L’exclusion frappe d’emblée. Les 67 millions de Français métropolitains n’ont aucun droit à cette allocation. Pire encore : Mayotte, pourtant département d’outre-mer depuis 2011, reste exclue du dispositif sans explication officielle.
« C’est une discrimination territoriale assumée », dénonce un élu local guadeloupéen. Cette aide créée en 2001 maintient une France à deux vitesses où l’âge de 55 ans ouvre des droits uniquement selon son code postal.
La géographie détermine tout. Un Martiniquais de 55 ans au RSA depuis deux ans peut prétendre aux 608,91 euros mensuels. Son homologue parisien ou lillois dans la même situation n’aura rien. Une différence de traitement que l’État justifie par les « spécificités économiques ultramarines ».
Cette sélectivité géographique explique en partie le faible nombre de bénéficiaires. Avec seulement 2,1 millions d’habitants dans les territoires concernés, le vivier reste mécaniquement restreint.

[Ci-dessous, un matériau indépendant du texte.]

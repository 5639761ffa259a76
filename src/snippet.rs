use std::io::Write as _;

use anyhow::Context as _;

use crate::cli::{
    ChapterArgs, FooterArgs, HeadingArgs, HintsArgs, ImageArgs, PageArgs, ParagraphArgs, PoemArgs,
};
use crate::compile;
use crate::formats::{ContentKind, Record};
use crate::numbering::Counters;
use crate::options;
use crate::paragraph::ParagraphDraft;

pub fn chapter(args: ChapterArgs) -> anyhow::Result<()> {
    print_record(&compile::chapter(&args.select)?)
}

pub fn heading(args: HeadingArgs) -> anyhow::Result<()> {
    let mut counters = Counters::default();
    let record = compile::heading(&mut counters, &args.text, args.kind, &args.number)?;
    print_record(&record)
}

pub fn hints(args: HintsArgs) -> anyhow::Result<()> {
    let mut counters = Counters::default();
    print_record(&compile::hints(&mut counters, &args.text)?)
}

pub fn page(args: PageArgs) -> anyhow::Result<()> {
    if args.preview {
        return print_line(&options::page_preview(&args.number));
    }
    print_record(&compile::page(&args.number)?)
}

pub fn paragraph(args: ParagraphArgs) -> anyhow::Result<()> {
    let mut draft = ParagraphDraft::new(&args.volume, &args.chapter, &args.custom_id);
    for (index, snippet) in args.snippets.iter().enumerate() {
        let link = match snippet.kind {
            ContentKind::Verse => args.verse_link.as_deref(),
            _ => None,
        };
        draft
            .add_snippet(snippet.kind, &snippet.value, link)
            .with_context(|| format!("add snippet {index} ({})", snippet.kind.as_str()))?;
    }
    print_record(&draft.assemble()?)
}

pub fn poem(args: PoemArgs) -> anyhow::Result<()> {
    print_record(&compile::poem(&args.id, &args.title, &args.text)?)
}

pub fn image(args: ImageArgs) -> anyhow::Result<()> {
    print_record(&compile::image(&args.src)?)
}

pub fn footer(args: FooterArgs) -> anyhow::Result<()> {
    print_record(&compile::footer_passage(&args.id, &args.text)?)
}

pub fn list_options() -> anyhow::Result<()> {
    let yaml = serde_yaml::to_string(&options::catalog()).context("serialize option catalog")?;
    let mut stdout = std::io::stdout().lock();
    stdout
        .write_all(yaml.as_bytes())
        .context("write option catalog to stdout")?;
    stdout.flush().context("flush stdout")?;
    Ok(())
}

fn print_record(record: &Record) -> anyhow::Result<()> {
    print_line(&record.to_pretty_json()?)
}

fn print_line(line: &str) -> anyhow::Result<()> {
    let mut stdout = std::io::stdout().lock();
    writeln!(stdout, "{line}").context("write to stdout")?;
    stdout.flush().context("flush stdout")?;
    Ok(())
}
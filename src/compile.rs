//! One compile function per record kind.
//!
//! Each function validates its raw inputs in order and returns the first violated precondition
//! as an [`Error`]. Only heading and hints compilation touch the [`Counters`], and only after
//! every check has passed.

use crate::error::{Error, Result};
use crate::formats::{HeadingType, PoemLine, Record};
use crate::numbering::{Counters, pad3, parse_leading_int};
use crate::options::{HEADING_NUMBER_MAX, NO_HEADING_NUMBER, PAGE_MAX, PAGE_MIN, digits_only};

const CHAPTER_SELECTOR_PREFIX: &str = "chapter-";
const CHAPTER_LABEL: &str = "அத்தியாயம் –";

/// Compiles a chapter marker from a selector such as `chapter-07`.
///
/// The numeric suffix is not range checked.
pub fn chapter(selector: &str) -> Result<Record> {
    if selector.is_empty() {
        return Err(Error::EmptySelection { field: "chapter" });
    }

    let suffix = selector.replacen(CHAPTER_SELECTOR_PREFIX, "", 1);
    let record = Record::Chapter {
        value: format!("{CHAPTER_LABEL} {suffix}"),
        id: selector.to_owned(),
    };
    tracing::debug!(id = selector, "compiled chapter");
    Ok(record)
}

/// Parses the optional heading-number token. Empty and [`NO_HEADING_NUMBER`] mean no prefix.
pub fn heading_number(token: &str) -> Result<Option<u8>> {
    let token = token.trim();
    if token.is_empty() || token == NO_HEADING_NUMBER {
        return Ok(None);
    }

    let n = token
        .parse::<i64>()
        .map_err(|_| Error::InvalidNumber {
            field: "heading number",
            input: token.to_owned(),
        })?;
    match u8::try_from(n) {
        Ok(n) if (1..=HEADING_NUMBER_MAX).contains(&n) => Ok(Some(n)),
        _ => Err(Error::OutOfRange {
            field: "heading number",
            value: n,
            min: 1,
            max: i64::from(HEADING_NUMBER_MAX),
        }),
    }
}

pub fn heading(
    counters: &mut Counters,
    text: &str,
    heading_type: HeadingType,
    number: &str,
) -> Result<Record> {
    let text = text.trim();
    if text.is_empty() {
        return Err(Error::EmptyInput {
            field: "heading text",
        });
    }
    let number = heading_number(number)?;

    let value = match number {
        Some(n) => format!("{n}. {text}"),
        None => text.to_owned(),
    };
    let id = counters.next_heading_id(heading_type);
    tracing::debug!(%id, "compiled heading");

    Ok(Record::Heading {
        value,
        id,
        heading_type,
    })
}

pub fn hints(counters: &mut Counters, text: &str) -> Result<Record> {
    let text = text.trim();
    if text.is_empty() {
        return Err(Error::EmptyInput {
            field: "hints text",
        });
    }

    let id = counters.next_hints_id();
    tracing::debug!(%id, "compiled hints");
    Ok(Record::Hints {
        value: text.to_owned(),
        id,
    })
}

/// Compiles a page marker. Non-digits are dropped first, so `1a2` is page 12.
///
/// Accepts `1..=1000`; the number is padded to at least three digits.
pub fn page(input: &str) -> Result<Record> {
    let n = parse_leading_int(&digits_only(input)).ok_or_else(|| Error::InvalidNumber {
        field: "page number",
        input: input.to_owned(),
    })?;
    if !(PAGE_MIN..=PAGE_MAX).contains(&n) {
        return Err(Error::OutOfRange {
            field: "page number",
            value: n,
            min: PAGE_MIN,
            max: PAGE_MAX,
        });
    }

    let padded = pad3(n);
    tracing::debug!(page = n, "compiled page");
    Ok(Record::Page {
        value: format!("Page {padded}"),
        id: format!("page-{padded}"),
    })
}

/// Splits raw poem text into trimmed, non-empty lines.
#[must_use]
pub fn poem_lines(text: &str) -> Vec<PoemLine> {
    text.lines()
        .map(str::trim)
        .filter(|line| !line.is_empty())
        .map(PoemLine::new)
        .collect()
}

pub fn poem(id: &str, title: &str, text: &str) -> Result<Record> {
    let id = required(id, "poem id")?;
    let title = required(title, "poem title")?;
    let text = required(text, "poem text")?;

    let lines = poem_lines(text);
    if lines.is_empty() {
        return Err(Error::EmptyLines);
    }

    tracing::debug!(id, lines = lines.len(), "compiled poem");
    Ok(Record::Poem {
        id: id.to_owned(),
        title: title.to_owned(),
        lines,
    })
}

pub fn image(src: &str) -> Result<Record> {
    let src = required(src, "image url")?;
    tracing::debug!(src, "compiled image");
    Ok(Record::Image {
        src: src.to_owned(),
    })
}

pub fn footer_passage(id: &str, text: &str) -> Result<Record> {
    let id = required(id, "footer passage id")?;
    let text = required(text, "footer passage text")?;
    tracing::debug!(id, "compiled footer passage");
    Ok(Record::FooterPassage {
        id: id.to_owned(),
        value: text.to_owned(),
    })
}

fn required<'a>(input: &'a str, field: &'static str) -> Result<&'a str> {
    let trimmed = input.trim();
    if trimmed.is_empty() {
        return Err(Error::EmptyInput { field });
    }
    Ok(trimmed)
}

Mais d’autres conditions draconiennes viennent encore réduire le nombre d’éligibles.

Conditions Draconiennes : Le Parcours Du Combattant Administratif
Ces conditions révèlent un véritable parcours du combattant. Pour prétendre au RSO, il faut d’abord percevoir le RSA depuis au moins deux ans sans avoir travaillé. Une première barrière qui élimine d’emblée les chômeurs récents ou les travailleurs précaires.
Mais l’exigence la plus brutale arrive ensuite : s’engager définitivement à quitter le marché du travail. « C’est un contrat de renonciation », explique un travailleur social martiniquais. Une fois le RSO accordé, impossible de reprendre une activité professionnelle sans perdre l’allocation.